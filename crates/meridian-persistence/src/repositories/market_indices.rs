//! Market index registry repository

use crate::{
    error::{PersistenceError, Result},
    models::MarketIndexRecord,
    Database,
};
use chrono::{DateTime, Utc};
use meridian_core::{IndexKind, Region, RegionCatalog};
use sqlx::{sqlite::SqliteRow, Row};
use std::collections::HashSet;
use tracing::info;

/// Repository materializing the static index catalog
pub struct MarketIndexRepository<'a> {
    db: &'a Database,
}

impl<'a> MarketIndexRepository<'a> {
    pub fn new(db: &'a Database) -> Self {
        Self { db }
    }

    /// Upsert every catalog index; re-running never duplicates rows and keeps
    /// each row's `enabled` flag and `created_at`
    pub async fn sync_catalog(&self, catalog: &RegionCatalog) -> Result<usize> {
        let now = Utc::now().to_rfc3339();
        let mut tx = self.db.pool().begin().await?;

        for index in catalog.indices() {
            sqlx::query(
                r#"
                INSERT INTO market_indices
                    (symbol, name, market_code, region, kind, enabled, created_at, updated_at)
                VALUES (?, ?, ?, ?, ?, 1, ?, ?)
                ON CONFLICT(symbol) DO UPDATE SET
                    name = excluded.name,
                    market_code = excluded.market_code,
                    region = excluded.region,
                    kind = excluded.kind,
                    updated_at = excluded.updated_at
                "#,
            )
            .bind(&index.symbol)
            .bind(&index.name)
            .bind(&index.market_code)
            .bind(index.region.as_str())
            .bind(index.kind.to_string())
            .bind(&now)
            .bind(&now)
            .execute(&mut *tx)
            .await?;
        }

        tx.commit().await?;

        let synced = catalog.indices().len();
        info!(indices = synced, "Market index registry synced");
        Ok(synced)
    }

    /// Get an index by symbol
    pub async fn get(&self, symbol: &str) -> Result<Option<MarketIndexRecord>> {
        let row = sqlx::query("SELECT * FROM market_indices WHERE symbol = ?")
            .bind(symbol)
            .fetch_optional(self.db.pool())
            .await?;

        row.as_ref().map(Self::row_to_record).transpose()
    }

    /// All registered indices
    pub async fn list(&self) -> Result<Vec<MarketIndexRecord>> {
        let rows = sqlx::query("SELECT * FROM market_indices ORDER BY region ASC, symbol ASC")
            .fetch_all(self.db.pool())
            .await?;

        rows.iter().map(Self::row_to_record).collect()
    }

    /// Enabled PRICE-kind indices for a region
    pub async fn list_enabled(&self, region: Region) -> Result<Vec<MarketIndexRecord>> {
        let rows = sqlx::query(
            r#"
            SELECT * FROM market_indices
            WHERE region = ? AND kind = ? AND enabled = 1
            ORDER BY symbol ASC
            "#,
        )
        .bind(region.as_str())
        .bind(IndexKind::Price.to_string())
        .fetch_all(self.db.pool())
        .await?;

        rows.iter().map(Self::row_to_record).collect()
    }

    /// Symbols of every enabled index
    pub async fn enabled_symbols(&self) -> Result<HashSet<String>> {
        let rows = sqlx::query("SELECT symbol FROM market_indices WHERE enabled = 1")
            .fetch_all(self.db.pool())
            .await?;

        Ok(rows.iter().map(|r| r.get("symbol")).collect())
    }

    /// Enable or disable an index
    pub async fn set_enabled(&self, symbol: &str, enabled: bool) -> Result<()> {
        let result = sqlx::query(
            "UPDATE market_indices SET enabled = ?, updated_at = ? WHERE symbol = ?",
        )
        .bind(enabled)
        .bind(Utc::now().to_rfc3339())
        .bind(symbol)
        .execute(self.db.pool())
        .await?;

        if result.rows_affected() == 0 {
            return Err(PersistenceError::NotFound(format!("market index {}", symbol)));
        }

        Ok(())
    }

    /// Total registered index count
    pub async fn count(&self) -> Result<i64> {
        let row = sqlx::query("SELECT COUNT(*) as count FROM market_indices")
            .fetch_one(self.db.pool())
            .await?;

        Ok(row.get::<i64, _>("count"))
    }

    fn row_to_record(row: &SqliteRow) -> Result<MarketIndexRecord> {
        let region: String = row.get("region");
        let kind: String = row.get("kind");

        Ok(MarketIndexRecord {
            symbol: row.get("symbol"),
            name: row.get("name"),
            market_code: row.get("market_code"),
            region: region.parse().map_err(|_| PersistenceError::InvalidValue {
                column: "region".to_string(),
                value: region.clone(),
            })?,
            kind: kind.parse().map_err(|_| PersistenceError::InvalidValue {
                column: "kind".to_string(),
                value: kind.clone(),
            })?,
            enabled: row.get::<bool, _>("enabled"),
            created_at: parse_timestamp(row.get("created_at")),
            updated_at: parse_timestamp(row.get("updated_at")),
        })
    }
}

fn parse_timestamp(value: &str) -> DateTime<Utc> {
    DateTime::parse_from_rfc3339(value)
        .map(|dt| dt.with_timezone(&Utc))
        .unwrap_or_else(|_| Utc::now())
}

▶ **WORK ORDER**
Your task is to count the lines of the records that contain "every". Answer with only that number.

▶ **OUTPUT FOR THIS TASK**
2